WORK REQUEST: Please restate exactly what appears in the records below from the first line to the line where "pub const MAX_FIELD_NAME_LEN: usize = 31;" is, that line included.

DATASET:
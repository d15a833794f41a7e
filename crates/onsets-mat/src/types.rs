//! Value model for MAT-file contents.
//!
//! A MAT-file is a sequence of named top-level arrays. The arrays this crate
//! handles are the ones onset structures need: double-precision numeric
//! arrays, character arrays, cell arrays, and struct arrays. Cell and struct
//! contents are themselves arrays, so a value is a tree; every leaf owns its
//! own independently sized data (the structures are ragged by design).

use crate::header::default_description;

/// Data type codes (`mi*` in the format documentation).
pub(crate) const MI_INT8: u32 = 1;
pub(crate) const MI_UINT16: u32 = 4;
pub(crate) const MI_INT32: u32 = 5;
pub(crate) const MI_UINT32: u32 = 6;
pub(crate) const MI_DOUBLE: u32 = 9;
pub(crate) const MI_MATRIX: u32 = 14;
pub(crate) const MI_COMPRESSED: u32 = 15;
pub(crate) const MI_UTF8: u32 = 16;

/// Array class codes (`mx*CLASS` in the format documentation).
pub(crate) const MX_CELL: u8 = 1;
pub(crate) const MX_STRUCT: u8 = 2;
pub(crate) const MX_CHAR: u8 = 4;
pub(crate) const MX_DOUBLE: u8 = 6;

/// Maximum MATLAB variable name length.
pub const MAX_NAME_LEN: usize = 63;

/// Maximum struct field name length (32-byte slots, null terminated).
pub const MAX_FIELD_NAME_LEN: usize = 31;

/// One array value.
#[derive(Debug, Clone, PartialEq)]
pub enum MatValue {
    /// Double-precision numeric array. `data.len() == rows * cols`.
    Numeric {
        rows: usize,
        cols: usize,
        data: Vec<f64>,
    },
    /// Character array, written as a 1 x len row (0 x 0 when empty).
    Char(String),
    /// Cell array, one row of independently shaped cells.
    Cell(Vec<MatValue>),
    /// Struct array, one row of records.
    Struct(MatStruct),
}

/// A struct array: shared field list, one record per array element.
///
/// Invariant: every record has exactly `fields.len()` values.
#[derive(Debug, Clone, PartialEq)]
pub struct MatStruct {
    pub fields: Vec<String>,
    pub records: Vec<Vec<MatValue>>,
}

impl MatValue {
    /// Empty array (`[]`), 0 x 0.
    #[must_use]
    pub fn empty() -> Self {
        Self::Numeric {
            rows: 0,
            cols: 0,
            data: Vec::new(),
        }
    }

    /// 1 x 1 scalar.
    #[must_use]
    pub fn scalar(value: f64) -> Self {
        Self::Numeric {
            rows: 1,
            cols: 1,
            data: vec![value],
        }
    }

    /// 1 x N row vector; an empty input becomes the empty array.
    #[must_use]
    pub fn row(values: Vec<f64>) -> Self {
        if values.is_empty() {
            return Self::empty();
        }
        Self::Numeric {
            rows: 1,
            cols: values.len(),
            data: values,
        }
    }

    /// Character array from a string.
    #[must_use]
    pub fn string(value: impl Into<String>) -> Self {
        Self::Char(value.into())
    }

    /// Array dimensions as written to the dimensions subelement.
    #[must_use]
    pub fn dims(&self) -> (usize, usize) {
        match self {
            Self::Numeric { rows, cols, .. } => (*rows, *cols),
            Self::Char(s) => {
                let len = s.encode_utf16().count();
                if len == 0 { (0, 0) } else { (1, len) }
            }
            Self::Cell(cells) => {
                if cells.is_empty() {
                    (0, 0)
                } else {
                    (1, cells.len())
                }
            }
            Self::Struct(st) => {
                if st.records.is_empty() {
                    (0, 0)
                } else {
                    (1, st.records.len())
                }
            }
        }
    }

    pub(crate) fn class(&self) -> u8 {
        match self {
            Self::Numeric { .. } => MX_DOUBLE,
            Self::Char(_) => MX_CHAR,
            Self::Cell(_) => MX_CELL,
            Self::Struct(_) => MX_STRUCT,
        }
    }
}

/// A named top-level array.
#[derive(Debug, Clone, PartialEq)]
pub struct MatVariable {
    pub name: String,
    pub value: MatValue,
}

/// The full contents of one MAT-file, in write order.
#[derive(Debug, Clone, Default, PartialEq)]
pub struct MatDocument {
    pub variables: Vec<MatVariable>,
}

impl MatDocument {
    /// Create an empty document.
    #[must_use]
    pub fn new() -> Self {
        Self::default()
    }

    /// Append a named variable.
    pub fn push(&mut self, name: impl Into<String>, value: MatValue) {
        self.variables.push(MatVariable {
            name: name.into(),
            value,
        });
    }

    /// Look up a variable by name.
    #[must_use]
    pub fn get(&self, name: &str) -> Option<&MatValue> {
        self.variables
            .iter()
            .find(|var| var.name == name)
            .map(|var| &var.value)
    }
}

/// Options for writing MAT-files.
#[derive(Debug, Clone)]
pub struct MatWriterOptions {
    /// Descriptive text for the 116-byte header field.
    pub description: String,
}

impl Default for MatWriterOptions {
    fn default() -> Self {
        Self {
            description: default_description(),
        }
    }
}
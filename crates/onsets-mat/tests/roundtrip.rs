use std::fs;

use onsets_mat::{MatDocument, MatStruct, MatValue, read_mat, write_mat};
use proptest::prelude::{any, proptest};
use tempfile::tempdir;

/// A document shaped like a two-condition onset file with modulators.
fn onset_document() -> MatDocument {
    let mut doc = MatDocument::new();
    doc.push(
        "names",
        MatValue::Cell(vec![MatValue::string("face"), MatValue::string("house")]),
    );
    doc.push(
        "durations",
        MatValue::Cell(vec![MatValue::row(vec![0.0]), MatValue::row(vec![0.0])]),
    );
    doc.push(
        "onsets",
        MatValue::Cell(vec![
            MatValue::row(vec![1.0, 3.0, 5.0]),
            MatValue::row(vec![2.0, 4.0, 6.0]),
        ]),
    );
    doc.push(
        "pmod",
        MatValue::Struct(MatStruct {
            fields: vec!["name".to_string(), "poly".to_string(), "param".to_string()],
            records: vec![
                vec![
                    MatValue::Cell(vec![MatValue::string("rt")]),
                    MatValue::Cell(vec![MatValue::scalar(1.0)]),
                    MatValue::Cell(vec![MatValue::row(vec![42.0, 13.0, 666.0])]),
                ],
                vec![MatValue::empty(), MatValue::empty(), MatValue::empty()],
            ],
        }),
    );
    doc
}

#[test]
fn writes_and_reads_onset_document() {
    let dir = tempdir().expect("tempdir");
    let path = dir.path().join("design_run1.mat");

    let doc = onset_document();
    write_mat(&path, &doc).expect("write mat");
    let round = read_mat(&path).expect("read back");

    assert_eq!(round, doc);
    let names = round.get("names").expect("names variable");
    assert_eq!(
        names,
        &MatValue::Cell(vec![MatValue::string("face"), MatValue::string("house")])
    );
}

#[test]
fn rewriting_is_byte_identical() {
    let dir = tempdir().expect("tempdir");
    let first = dir.path().join("first.mat");
    let second = dir.path().join("second.mat");

    let doc = onset_document();
    write_mat(&first, &doc).expect("write first");
    write_mat(&second, &doc).expect("write second");

    let a = fs::read(&first).expect("read first");
    let b = fs::read(&second).expect("read second");
    assert_eq!(a, b);
}

#[test]
fn file_starts_with_level5_header() {
    let dir = tempdir().expect("tempdir");
    let path = dir.path().join("header.mat");
    write_mat(&path, &onset_document()).expect("write mat");

    let bytes = fs::read(&path).expect("read file");
    assert!(bytes.len() > 128);
    assert!(bytes.starts_with(b"MATLAB 5.0 MAT-file"));
    assert_eq!(&bytes[124..126], &[0x00, 0x01]);
    assert_eq!(&bytes[126..128], b"IM");
    // Every data element is 8-byte aligned, so the payload length is too.
    assert_eq!((bytes.len() - 128) % 8, 0);
}

#[test]
fn empty_arrays_roundtrip_as_zero_by_zero() {
    let dir = tempdir().expect("tempdir");
    let path = dir.path().join("empty.mat");

    let mut doc = MatDocument::new();
    doc.push("onsets", MatValue::Cell(vec![MatValue::row(Vec::new())]));
    doc.push("names", MatValue::Cell(Vec::new()));
    write_mat(&path, &doc).expect("write mat");

    let round = read_mat(&path).expect("read back");
    assert_eq!(
        round.get("onsets"),
        Some(&MatValue::Cell(vec![MatValue::empty()]))
    );
    assert_eq!(round.get("names"), Some(&MatValue::Cell(Vec::new())));
}

#[test]
fn nan_values_survive_serialization() {
    let dir = tempdir().expect("tempdir");
    let path = dir.path().join("nan.mat");

    let mut doc = MatDocument::new();
    doc.push("onsets", MatValue::row(vec![1.0, f64::NAN, 3.0]));
    write_mat(&path, &doc).expect("write mat");

    let round = read_mat(&path).expect("read back");
    let Some(MatValue::Numeric { data, .. }) = round.get("onsets") else {
        panic!("expected numeric onsets");
    };
    assert_eq!(data.len(), 3);
    assert!(data[1].is_nan());
}

#[test]
fn invalid_variable_name_is_rejected() {
    let dir = tempdir().expect("tempdir");
    let path = dir.path().join("bad.mat");

    let mut doc = MatDocument::new();
    doc.push("1bad name", MatValue::scalar(1.0));
    assert!(write_mat(&path, &doc).is_err());
    assert!(!path.exists() || fs::read(&path).expect("read").is_empty());
}

proptest! {
    #[test]
    fn row_vectors_roundtrip(values in proptest::collection::vec(any::<i32>(), 0..32)) {
        let values: Vec<f64> = values.into_iter().map(f64::from).collect();
        let dir = tempdir().expect("tempdir");
        let path = dir.path().join("prop.mat");

        let mut doc = MatDocument::new();
        doc.push("onsets", MatValue::row(values.clone()));
        write_mat(&path, &doc).expect("write mat");
        let round = read_mat(&path).expect("read back");

        assert_eq!(round.get("onsets"), Some(&MatValue::row(values)));
    }

    #[test]
    fn labels_roundtrip(label in "[a-zA-Z][a-zA-Z0-9_]{0,15}") {
        let dir = tempdir().expect("tempdir");
        let path = dir.path().join("label.mat");

        let mut doc = MatDocument::new();
        doc.push("names", MatValue::Cell(vec![MatValue::string(label.clone())]));
        write_mat(&path, &doc).expect("write mat");
        let round = read_mat(&path).expect("read back");

        assert_eq!(
            round.get("names"),
            Some(&MatValue::Cell(vec![MatValue::string(label)]))
        );
    }
}
//! MAT-file (MATLAB Level 5 format) writer and reader.
//!
//! This crate serializes onset structures — ragged cell arrays and struct
//! arrays of double/char data — to the uncompressed little-endian Level 5
//! MAT-file layout consumed by SPM-style modeling tools, and parses the
//! same subset back for verification.
//!
//! # Example
//!
//! ```no_run
//! use std::path::Path;
//! use onsets_mat::{MatDocument, MatValue, read_mat, write_mat};
//!
//! let mut doc = MatDocument::new();
//! doc.push(
//!     "names",
//!     MatValue::Cell(vec![MatValue::string("face"), MatValue::string("house")]),
//! );
//! doc.push(
//!     "onsets",
//!     MatValue::Cell(vec![
//!         MatValue::row(vec![1.0, 3.0, 5.0]),
//!         MatValue::row(vec![2.0, 4.0, 6.0]),
//!     ]),
//! );
//! write_mat(Path::new("design_run1.mat"), &doc).unwrap();
//!
//! let round = read_mat(Path::new("design_run1.mat")).unwrap();
//! assert!(round.get("names").is_some());
//! ```
//!
//! 1-D numeric data is written in row orientation (1 x N); empty arrays are
//! 0 x 0. Compressed elements and big-endian files are rejected on read.

mod error;
pub mod header;
mod reader;
mod types;
mod writer;

pub use error::{MatError, Result};
pub use reader::{MatReader, read_mat};
pub use types::{
    MAX_FIELD_NAME_LEN, MAX_NAME_LEN, MatDocument, MatStruct, MatValue, MatVariable,
    MatWriterOptions,
};
pub use writer::{MatWriter, write_mat, write_mat_with_options};

/// Crate version.
pub const VERSION: &str = env!("CARGO_PKG_VERSION");
//! Per-condition onset records.

use serde::{Deserialize, Serialize};

/// A parametric modulator attached to one condition.
#[derive(Debug, Clone, PartialEq, Serialize, Deserialize)]
pub struct ParametricModulator {
    /// Modulator name as it appears in the output structure.
    pub name: String,
    /// Polynomial expansion order, >= 1. Serialized as a numeric scalar.
    pub poly: u32,
    /// Per-trial values, in row order of the parent condition's onsets.
    pub param: Vec<f64>,
}

/// Extracted onsets for one (run, condition) pair.
///
/// Invariant: `durations.len() == onsets.len()`, or `durations.len() == 1`
/// (a single value broadcast across all onsets). A degenerate record from
/// the `ignore` short-condition policy has both vectors empty.
#[derive(Debug, Clone, PartialEq, Serialize, Deserialize)]
pub struct ConditionRecord {
    /// Condition label.
    pub name: String,
    /// Onset times, in row order.
    pub onsets: Vec<f64>,
    /// Durations, same length as `onsets` or a single broadcast element.
    pub durations: Vec<f64>,
    /// Attached modulators, possibly empty.
    pub pmods: Vec<ParametricModulator>,
}

impl ConditionRecord {
    /// Degenerate record: the condition is kept as a slot with no data.
    #[must_use]
    pub fn empty(name: impl Into<String>) -> Self {
        Self {
            name: name.into(),
            onsets: Vec::new(),
            durations: Vec::new(),
            pmods: Vec::new(),
        }
    }

    /// True when the durations vector neither matches the onsets length nor
    /// is a single broadcast element.
    #[must_use]
    pub fn has_length_mismatch(&self) -> bool {
        !self.onsets.is_empty()
            && self.durations.len() != self.onsets.len()
            && self.durations.len() != 1
    }
}

#[cfg(test)]
mod tests {
    use super::*;

    #[test]
    fn empty_record_has_no_data() {
        let record = ConditionRecord::empty("face");
        assert_eq!(record.name, "face");
        assert!(record.onsets.is_empty());
        assert!(record.durations.is_empty());
        assert!(record.pmods.is_empty());
        assert!(!record.has_length_mismatch());
    }

    #[test]
    fn broadcast_durations_are_not_a_mismatch() {
        let record = ConditionRecord {
            name: "face".to_string(),
            onsets: vec![1.0, 3.0, 5.0],
            durations: vec![0.0],
            pmods: Vec::new(),
        };
        assert!(!record.has_length_mismatch());

        let mismatched = ConditionRecord {
            durations: vec![0.0, 1.0],
            ..record
        };
        assert!(mismatched.has_length_mismatch());
    }
}
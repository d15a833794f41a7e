//! Pipeline error composition.

use std::path::PathBuf;
use thiserror::Error;

use onsets_mat::MatError;
use onsets_model::DesignError;

/// Errors from the per-run onset pipeline.
#[derive(Debug, Error)]
pub enum PipelineError {
    /// Semantic validation failure (short condition, NaN onsets).
    #[error(transparent)]
    Design(#[from] DesignError),

    /// Output file could not be written.
    #[error("failed to write {path}")]
    Write {
        path: PathBuf,
        #[source]
        source: MatError,
    },
}

/// Result type alias for pipeline operations.
pub type Result<T> = std::result::Result<T, PipelineError>;
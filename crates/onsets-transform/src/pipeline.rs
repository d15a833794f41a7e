//! Per-run onset-file generation.

use std::path::PathBuf;

use tracing::{info, warn};

use onsets_mat::write_mat;
use onsets_model::{DesignTable, ExtractionOptions};

use crate::conditions::resolve_conditions;
use crate::error::{PipelineError, Result};
use crate::extract::extract_run;
use crate::matdoc::run_document;
use crate::naming::{OutputNaming, absolute};

/// Generate one MAT-file per run from a loaded design table.
///
/// Conditions are resolved once for the whole table and runs are processed
/// sequentially in ascending run order. Every run is extracted (and so
/// policy-validated) before the first file is written: under a `raise`
/// policy a semantic error anywhere in the table aborts the invocation with
/// no output at all. Returns the absolute paths of the written files, in
/// run order.
pub fn generate_onset_files(
    table: &DesignTable,
    options: &ExtractionOptions,
    naming: &OutputNaming,
) -> Result<Vec<PathBuf>> {
    if table.is_empty() {
        warn!("design table has no trials, nothing to write");
        return Ok(Vec::new());
    }

    let conditions = resolve_conditions(table, &options.conditions);

    let mut prepared = Vec::new();
    for (run, trials) in table.runs() {
        let records = extract_run(table, run, &trials, &conditions, options)?;
        prepared.push((run, records));
    }

    let mut written = Vec::new();
    for (run, records) in prepared {
        let document = run_document(&records);
        let path = naming.path_for_run(run);
        write_mat(&path, &document).map_err(|source| PipelineError::Write {
            path: path.clone(),
            source,
        })?;
        info!(
            run,
            conditions = records.len(),
            path = %path.display(),
            "wrote onset file"
        );
        written.push(absolute(&path));
    }

    Ok(written)
}
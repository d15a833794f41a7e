pub mod error;
pub mod options;
pub mod record;
pub mod trial;

pub use error::{DesignError, Result};
pub use options::{ColumnMap, ExtractionOptions, LoadOptions, NanPolicy, ShortConditionPolicy};
pub use record::{ConditionRecord, ParametricModulator};
pub use trial::{DesignTable, Trial};

#[cfg(test)]
mod tests {
    use super::*;

    #[test]
    fn extraction_options_serialize() {
        let options = ExtractionOptions {
            conditions: vec!["face".to_string(), "house".to_string()],
            short_condition: ShortConditionPolicy::Remove,
            nan: NanPolicy::Ignore,
        };
        let json = serde_json::to_string(&options).expect("serialize options");
        let round: ExtractionOptions = serde_json::from_str(&json).expect("deserialize options");
        assert_eq!(round.conditions, options.conditions);
        assert_eq!(round.short_condition, ShortConditionPolicy::Remove);
        assert_eq!(round.nan, NanPolicy::Ignore);
    }

    #[test]
    fn policies_default_to_raise() {
        assert_eq!(ShortConditionPolicy::default(), ShortConditionPolicy::Raise);
        assert_eq!(NanPolicy::default(), NanPolicy::Raise);
    }
}
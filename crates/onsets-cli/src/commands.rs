//! Conversion command.

use std::path::PathBuf;

use anyhow::Context;
use tracing::info;

use onsets_ingest::{load_design, write_design_csv};
use onsets_model::{ColumnMap, ExtractionOptions, LoadOptions};
use onsets_transform::{OutputNaming, generate_onset_files};

use crate::cli::Cli;

/// Outcome of one conversion, for the summary printer.
pub struct ConvertResult {
    /// Total trials loaded across all inputs.
    pub trials: usize,
    /// Long-format design CSV, when requested.
    pub design_csv: Option<PathBuf>,
    /// One entry per written run file, in run order.
    pub runs: Vec<RunReport>,
}

/// One written run file.
pub struct RunReport {
    pub run: u32,
    pub trials: usize,
    pub path: PathBuf,
}

/// Load the design table, optionally export it, and write one MAT-file per
/// run.
pub fn run_convert(cli: &Cli) -> anyhow::Result<ConvertResult> {
    let load_options = LoadOptions {
        columns: ColumnMap {
            onset: cli.onset_col.clone(),
            duration: cli.duration_col.clone(),
            condition: cli.condition_col.clone(),
            run: cli.run_col.clone(),
            modulators: cli.pmods_col.clone(),
            drop_existing: cli.drop_cols,
        },
        pmod_name: cli.pmod_name.clone(),
    };

    let table = load_design(&cli.onsets_files, &load_options).context("load design files")?;
    info!(trials = table.len(), files = cli.onsets_files.len(), "loaded design table");

    if let Some(path) = &cli.design_csv {
        write_design_csv(&table, path)
            .with_context(|| format!("write design csv {}", path.display()))?;
        info!(path = %path.display(), "wrote long-format design table");
    }

    let extraction = ExtractionOptions {
        conditions: cli.conditions.clone(),
        short_condition: cli.short_condition.into(),
        nan: cli.nan.into(),
    };

    std::fs::create_dir_all(&cli.out_dir)
        .with_context(|| format!("create output directory {}", cli.out_dir.display()))?;
    let naming = OutputNaming::new(&cli.out_dir, &cli.out);
    let written = generate_onset_files(&table, &extraction, &naming)?;

    let runs = table
        .runs()
        .into_iter()
        .zip(written)
        .map(|((run, trials), path)| RunReport {
            run,
            trials: trials.len(),
            path,
        })
        .collect();

    Ok(ConvertResult {
        trials: table.len(),
        design_csv: cli.design_csv.clone(),
        runs,
    })
}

TASK RESULT:
repository d15a833794f41a7e
filename crates/onsets-mat/src/types.rs
//! Value model for MAT-file contents.
//!
//! A MAT-file is a sequence of named top-level arrays. The arrays this crate
//! handles are the ones onset structures need: double-precision numeric
//! arrays, character arrays, cell arrays, and struct arrays. Cell and struct
//! contents are themselves arrays, so a value is a tree; every leaf owns its
//! own independently sized data (the structures are ragged by design).

use crate::header::default_description;

/// Data type codes (`mi*` in the format documentation).
pub(crate) const MI_INT8: u32 = 1;
pub(crate) const MI_UINT16: u32 = 4;
pub(crate) const MI_INT32: u32 = 5;
pub(crate) const MI_UINT32: u32 = 6;
pub(crate) const MI_DOUBLE: u32 = 9;
pub(crate) const MI_MATRIX: u32 = 14;
pub(crate) const MI_COMPRESSED: u32 = 15;
pub(crate) const MI_UTF8: u32 = 16;

/// Array class codes (`mx*CLASS` in the format documentation).
pub(crate) const MX_CELL: u8 = 1;
pub(crate) const MX_STRUCT: u8 = 2;
pub(crate) const MX_CHAR: u8 = 4;
pub(crate) const MX_DOUBLE: u8 = 6;

/// Maximum MATLAB variable name length.
pub const MAX_NAME_LEN: usize = 63;

/// Maximum struct field name length (32-byte slots, null terminated).
pub const MAX_FIELD_NAME_LEN: usize = 31;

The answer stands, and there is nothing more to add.